Love Between Persons of a Certain Age

Happy Valentine’s Day. This column has nothing to do with the celebration but does dip into the idea of love.

The Unbearable Weight of Massive Talent is an interesting character study headlined by Nicolas Cage. This has nothing to do with me. I am arrogant enough to realize that my stories rise from a competence that may lean toward talent, but I am also humble enough to understand that I, at best, am a teller of workmanlike tales. No, I mention the movie because of a snippet found in a trailer. One character asks Cage about his favorite movie role, and he replies that it is impossible to answer.

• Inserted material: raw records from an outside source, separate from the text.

#[cfg(test)]
mod tests {
    use super::*;
    use crate::client::ClientContext;
    use crate::io::{MsgReader, SizeBuf};
    use crate::protocol::{PROTOCOL_VERSION_Q2PRO_CURRENT, PROTOCOL_VERSION_R1Q2_CURRENT};

    fn connected(protocol: Protocol, version: u16, has_zlib: bool) -> (ServerContext, ClientContext) {
        let connect = ConnectInfo {
            protocol,
            version,
            has_zlib,
            ..Default::default()
        };
        let server = ServerContext::new(&ServerInfo::default(), &connect).unwrap();
        let mut client = ClientContext::new();
        client.begin_protocol(protocol, version);
        (server, client)
    }

    #[test]
    fn test_old_demo_not_connectable() {
        let connect = ConnectInfo {
            protocol: Protocol::OldDemo,
            ..Default::default()
        };
        assert_eq!(
            ServerContext::new(&ServerInfo::default(), &connect).err(),
            Some(Error::ProtocolNotSupported)
        );
    }

    #[test]
    fn test_demo_contexts() {
        let (ctx, len) = ServerContext::new_demo(&ServerInfo::default()).unwrap();
        assert_eq!(ctx.protocol(), Protocol::Vanilla);
        assert_eq!(len, DEFAULT_DEMO_PACKET_LENGTH);

        let info = ServerInfo {
            game_api: GameApi::Vanilla,
            default_packet_length: 100,
        };
        assert_eq!(ServerContext::new_demo(&info).unwrap().1, MIN_DEMO_PACKET_LENGTH);

        let info = ServerInfo {
            game_api: GameApi::Q2proExtendedV2,
            ..Default::default()
        };
        let (ctx, len) = ServerContext::new_demo(&info).unwrap();
        assert_eq!(ctx.protocol(), Protocol::Q2proExtendedDemoPlayerfog);
        assert_eq!(len, MAX_DEMO_MSGLEN_EXTENDED);

        let info = ServerInfo {
            game_api: GameApi::Rerelease,
            ..Default::default()
        };
        assert_eq!(ServerContext::new_demo(&info).unwrap().0.protocol(), Protocol::Q2repro);
    }

    #[test]
    fn test_zpacket_round_trip() {
        let (server, mut client) = connected(Protocol::R1q2, PROTOCOL_VERSION_R1Q2_CURRENT, true);
        let mut packet = Vec::new();
        for _ in 0..20 {
            common::write_string_cmd(&mut packet, crate::defs::SVC_STUFFTEXT, "cmd configstrings 1 0\n").unwrap();
        }
        let mut buf = Vec::new();
        server.write_zpacket(&mut buf, &packet).unwrap();
        assert_eq!(buf[0], crate::defs::SVC_R1Q2_ZPACKET);
        assert!(buf.len() < packet.len());

        let mut r = MsgReader::new(&buf);
        for _ in 0..20 {
            assert_eq!(
                client.read(&mut r).unwrap(),
                SvcMessage::StuffText("cmd configstrings 1 0\n".into())
            );
        }
        assert_eq!(client.read(&mut r), Err(Error::NoMoreInput));

        // compressing twice is refused
        assert_eq!(server.write_zpacket(&mut Vec::new(), &buf), Err(Error::AlreadyCompressed));
    }

    #[test]
    fn test_zpacket_needs_deflate() {
        let (server, _) = connected(Protocol::R1q2, PROTOCOL_VERSION_R1Q2_CURRENT, false);
        assert_eq!(server.write_zpacket(&mut Vec::new(), &[1, 2, 3]), Err(Error::DeflateNotSupported));
    }

    #[test]
    fn test_gamestate_records_resume() {
        let (mut server, mut client) = connected(Protocol::Vanilla, 0, false);
        let gamestate = Gamestate {
            configstrings: (0..30)
                .map(|index| ConfigString {
                    index,
                    value: format!("configstring number {index}"),
                })
                .collect(),
            spawnbaselines: Vec::new(),
        };

        let mut received = Vec::new();
        let mut packets = 0;
        loop {
            let mut buf = SizeBuf::new(200);
            let result = server.write_gamestate(&mut buf, &gamestate);
            packets += 1;
            let mut r = MsgReader::new(buf.as_bytes());
            while let Ok(SvcMessage::ConfigString(cs)) = client.read(&mut r) {
                received.push(cs);
            }
            match result {
                Ok(()) => break,
                Err(err) => assert_eq!(err, Error::NotEnoughPacketSpace),
            }
        }
        assert!(packets > 1);
        assert_eq!(received, gamestate.configstrings);
        assert_eq!(server.gamestate_pos, 0);
    }

    #[test]
    fn test_plain_download() {
        let (server, _) = connected(Protocol::Vanilla, 0, false);
        let file = vec![7u8; 250];
        let mut state = server.download_begin(file.len(), DownloadCompress::Auto).unwrap();
        assert_eq!(state.encoding(), DownloadEncoding::Plain);

        let mut rest = &file[..];
        let sizes_and_percent: Vec<_> = (0..3)
            .map(|_| {
                let chunk = state.data(&mut rest, 104).unwrap();
                (chunk.size, chunk.percent)
            })
            .collect();
        assert_eq!(sizes_and_percent, vec![(100, 40), (100, 80), (50, 100)]);
        assert!(state.is_complete());
        assert_eq!(state.data(&mut rest, 104), Err(Error::DownloadComplete));
        assert_eq!(state.finish().percent, 100);
        assert_eq!(state.abort().size, -1);
    }

    #[test]
    fn test_download_needs_space() {
        let (server, _) = connected(Protocol::Vanilla, 0, false);
        let mut state = server.download_begin(10, DownloadCompress::None).unwrap();
        let mut rest = &[0u8; 10][..];
        assert_eq!(state.data(&mut rest, 3), Err(Error::NotEnoughPacketSpace));
        assert_eq!(rest.len(), 10);
    }

    #[test]
    fn test_compressed_download_spans_packets() {
        let (mut server, mut client) = connected(Protocol::Q2pro, PROTOCOL_VERSION_Q2PRO_CURRENT, true);
        let file: Vec<u8> = (0..6000u32).map(|i| (i * 7919 % 251) as u8 ^ (i / 97) as u8).collect();
        let mut state = server.download_begin(file.len(), DownloadCompress::Auto).unwrap();
        assert_eq!(state.encoding(), DownloadEncoding::Compress);

        let mut rest = &file[..];
        let mut received = Vec::new();
        while !state.is_complete() {
            let chunk = state.data(&mut rest, 300).unwrap();
            let mut buf = Vec::new();
            server.write(&mut buf, &SvcMessage::Download(chunk)).unwrap();
            let SvcMessage::Download(read) = client.read(&mut MsgReader::new(&buf)).unwrap() else {
                panic!("expected a download");
            };
            received.extend_from_slice(&read.data);
        }
        assert_eq!(received, file);
    }

    #[test]
    fn test_raw_download_needs_support() {
        let (server, _) = connected(Protocol::R1q2, PROTOCOL_VERSION_R1Q2_CURRENT, true);
        assert_eq!(
            server.download_begin(100, DownloadCompress::Raw).err(),
            Some(Error::RawCompressNotSupported)
        );
        let (server, _) = connected(Protocol::Q2pro, PROTOCOL_VERSION_Q2PRO_CURRENT, true);
        let state = server.download_begin(100, DownloadCompress::Raw).unwrap();
        assert_eq!(state.encoding(), DownloadEncoding::RawDeflate);
    }
}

I agree with Cage. I would have a difficult time if you demanded I pick which of my fifteen books stands above the rest. Each was written with a specific intent and offers deep personal insights into my characters that find roots in my personality. I speak of love and loss. You can decide which I have experienced, and which are created from the whole cloth.


That noted, perhaps the sixth volume of the Bennet Wardrobe Series—The Avenger: Thomas Bennet and a Father’s Lament —resonates the loudest. We can surmise that Mr. Bennet was in his early fifties and Mrs. Bennet in her early forties in Pride and Prejudice. I was about a decade older than him when I wrote Avenger; however, I was not so far removed that I could not identify with Thomas Bennet at that age. As an aside, when I wrote a seventy-one-year-old Fitzwilliam Darcy in Grail, I found much that spoke from my sixty-nine-year-old soul.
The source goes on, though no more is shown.